Le premier écueil est géographique : où faire débuter la « ville à 30 » ? Les villes à 30 européennes sont avant tout des « villes à 30 de fait », essentiellement circonscrites aux noyaux historiques et anciens des villes. La compréhension de la ville à 30 pour l’utilisateur est de ce fait assez intuitive. A Bruxelles, c’est plus compliqué. Le choix de généraliser la ville à 30 à tout le territoire régional est bien sûr celui d’un certain pragmatisme. Mais, avec le modèle urbain hétéroclite qu’offre la Région bruxelloise, où le flou entre « ville » et « banlieues » peu denses est régulièrement de mise, il est difficile de s’y retrouver. Il ne peut plus être question de perception intuitive pour l’utilisateur. En quoi l’automobiliste qui parcourt les avenues du quartier Fond’Roy peut-il davantage s’y sentir « en ville » que dans les lotissements adjacents de Rhode-St-Genèse ?
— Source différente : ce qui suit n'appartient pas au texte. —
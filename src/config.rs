//! Monitor configuration.
//!
//! Settings come from three layers, later ones winning:
//!
//! 1. built-in defaults ([`MonitorConfig::default`])
//! 2. an optional TOML file
//! 3. `TAILSPEED_*` environment variables (`TAILSPEED_CHUNK_SIZE=8192`,
//!    `TAILSPEED_TIMESTAMP__OFFSET=0`)
//!
//! Command-line flags are applied on top by the binary.
//!
//! ```toml
//! chunk_size = 4096
//! window_capacity = 60
//! poll_interval = "100ms"
//! max_init_retries = 500
//! clock = "utc"
//!
//! [timestamp]
//! offset = 1
//! width = 19
//! pattern = "%Y-%m-%d %H:%M:%S"
//! ```

use std::path::Path;
use std::time::Duration;

use ::config::{Config, Environment, File};
use chrono::{Local, Utc};
use serde::Deserialize;

use crate::data::duration;
use crate::error::{MonitorError, Result};
use crate::monitor::chunk::DEFAULT_CHUNK_SIZE;
use crate::monitor::timestamp::{Timestamp, TimestampFormat};
use crate::monitor::window::DEFAULT_WINDOW_CAPACITY;

/// Environment variable prefix.
const ENV_PREFIX: &str = "TAILSPEED";

/// Wall clock used as "now" for trailing averages.
#[derive(Debug, Clone, Copy, PartialEq, Eq, Default, Deserialize)]
#[serde(rename_all = "lowercase")]
pub enum Clock {
    /// Local wall time. Matches logs stamped in local time.
    #[default]
    Local,
    /// UTC wall time. Matches logs stamped in UTC.
    Utc,
}

impl Clock {
    /// Current time on this clock, without zone.
    pub fn now(&self) -> Timestamp {
        match self {
            Clock::Local => Local::now().naive_local(),
            Clock::Utc => Utc::now().naive_utc(),
        }
    }
}

/// Settings for one monitoring session.
#[derive(Debug, Clone, PartialEq, Deserialize)]
#[serde(default)]
pub struct MonitorConfig {
    /// Bytes requested per read.
    pub chunk_size: usize,
    /// Measurements kept for trailing averages.
    pub window_capacity: usize,
    /// Sleep after a read that returned no bytes.
    #[serde(deserialize_with = "duration::deserialize")]
    pub poll_interval: Duration,
    /// Chunks without any timestamp tolerated before the first group.
    /// `None` searches indefinitely.
    pub max_init_retries: Option<u64>,
    /// Emit the group in progress when the source ends.
    pub flush_on_close: bool,
    /// Default look-back, in seconds, for reported averages.
    pub average_interval: u64,
    /// Clock used as "now" for averages.
    pub clock: Clock,
    /// Location and pattern of the timestamp in each line.
    pub timestamp: TimestampFormat,
}

impl Default for MonitorConfig {
    fn default() -> Self {
        Self {
            chunk_size: DEFAULT_CHUNK_SIZE,
            window_capacity: DEFAULT_WINDOW_CAPACITY,
            poll_interval: Duration::from_millis(100),
            max_init_retries: None,
            flush_on_close: false,
            average_interval: 60,
            clock: Clock::Local,
            timestamp: TimestampFormat::default(),
        }
    }
}

impl MonitorConfig {
    /// Load defaults, then `path` (if any), then the environment.
    pub fn load(path: Option<&Path>) -> Result<Self> {
        let mut builder = Config::builder();
        if let Some(path) = path {
            builder = builder.add_source(File::from(path));
        }
        let config = builder
            .add_source(
                Environment::with_prefix(ENV_PREFIX)
                    .prefix_separator("_")
                    .separator("__")
                    .try_parsing(true),
            )
            .build()?;

        let settings: MonitorConfig = config.try_deserialize()?;
        settings.validate()?;
        Ok(settings)
    }

    /// Reject settings the monitor cannot run with.
    pub fn validate(&self) -> Result<()> {
        if self.chunk_size == 0 {
            return Err(MonitorError::Config("chunk_size must be at least 1".into()));
        }
        if self.window_capacity == 0 {
            return Err(MonitorError::Config("window_capacity must be at least 1".into()));
        }
        if self.timestamp.width == 0 {
            return Err(MonitorError::Config("timestamp.width must be at least 1".into()));
        }
        if self.timestamp.pattern.is_empty() {
            return Err(MonitorError::Config("timestamp.pattern must not be empty".into()));
        }
        Ok(())
    }
}

#[cfg(test)]
mod tests {
    use super::*;
    use std::io::Write;
    use tempfile::Builder;

    fn write_config(content: &str) -> tempfile::NamedTempFile {
        let mut file = Builder::new().suffix(".toml").tempfile().unwrap();
        write!(file, "{}", content).unwrap();
        file.flush().unwrap();
        file
    }

    #[test]
    fn test_defaults() {
        let config = MonitorConfig::default();
        assert_eq!(config.chunk_size, 4096);
        assert_eq!(config.window_capacity, 60);
        assert_eq!(config.max_init_retries, None);
        assert!(!config.flush_on_close);
        assert_eq!(config.clock, Clock::Local);
        assert_eq!(config.timestamp, TimestampFormat::default());
        assert!(config.validate().is_ok());
    }

    #[test]
    fn test_load_from_file() {
        let file = write_config(
            r#"
            window_capacity = 10
            poll_interval = "250ms"
            max_init_retries = 3
            clock = "utc"

            [timestamp]
            offset = 0
            "#,
        );

        let config = MonitorConfig::load(Some(file.path())).unwrap();
        assert_eq!(config.window_capacity, 10);
        assert_eq!(config.poll_interval, Duration::from_millis(250));
        assert_eq!(config.max_init_retries, Some(3));
        assert_eq!(config.clock, Clock::Utc);
        assert_eq!(config.timestamp.offset, 0);
        // Untouched keys keep their defaults
        assert_eq!(config.timestamp.width, 19);
        assert_eq!(config.chunk_size, 4096);
    }

    #[test]
    fn test_invalid_values_are_rejected() {
        let file = write_config("window_capacity = 0\n");
        let err = MonitorConfig::load(Some(file.path())).unwrap_err();
        assert!(matches!(err, MonitorError::Config(_)));

        let file = write_config("poll_interval = \"soon\"\n");
        assert!(MonitorConfig::load(Some(file.path())).is_err());
    }

    #[test]
    fn test_missing_file_is_an_error() {
        let err = MonitorConfig::load(Some(Path::new("/nonexistent/tailspeed.toml"))).unwrap_err();
        assert!(matches!(err, MonitorError::Config(_)));
    }
}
Un principe de gestion basique pour une autorité publique est que, quand une mesure est difficile à comprendre de manière intuitive, il faut renforcer de manière inversement proportionnelle l’information des utilisateurs. Est-ce le cas ? Absolument pas. Sans doute effrayée par une tâche complexe, la Région a choisi de simplifier les choses à l’extrême. Par une modification du Code de la route, le panneau d’agglomération (techniquement dénommé F1) a implicitement la signification, pour la Région de Bruxelles-Capitale (mais ni en Flandre, ni en Wallonie), d’une vitesse limitée à 30 km/h (sauf exception mentionnée par le panneau dénommé C43). Le problème est que la Région a, en 2015 et assez ridiculement il faut bien le dire, remplacé tous les panneaux d’agglomération en entrée de ville en les rendant anonymes. Là où vous aviez un panneau mentionnant « Région de Bruxelles-Capitale - Uccle », vous n’avez plus aujourd’hui qu’un panneau sans aucune mention de localité. L’automobiliste lambda qui arrive à Uccle depuis la Flandre et qui, en toute légitimité peut très bien ne pas ou peu connaître Bruxelles, doit non seulement être au fait qu’une nième modification du Code de la Route belge a instauré une particularité régionale à une disposition internationale, mais il doit aussi savoir qu’il accède à ce territoire d’exception. Avec des panneaux qui ne comprennent aucun nom de localité, c’est compliqué… Qu’importe. Si cet automobiliste se fait « flasher » lors de son passage parmi la « ville à 30 » bruxelloise, il paiera son ignorance des subtilités d’un système qui l’a piégé « à l’insu de son plein gré » et ne l’a jamais prévenu in situ d’une situation pour le moins exceptionnelle. A l’instar d’autres communes bruxelloises faisant frontière avec la Flandre, Uccle est particulièrement concernée par ce déficit flagrant d’information. Il ne touche pas que d’infortunés visiteurs, qu’ils soient proches ou lointains. L’Ucclois connaît-il parfaitement les limites de sa Commune ?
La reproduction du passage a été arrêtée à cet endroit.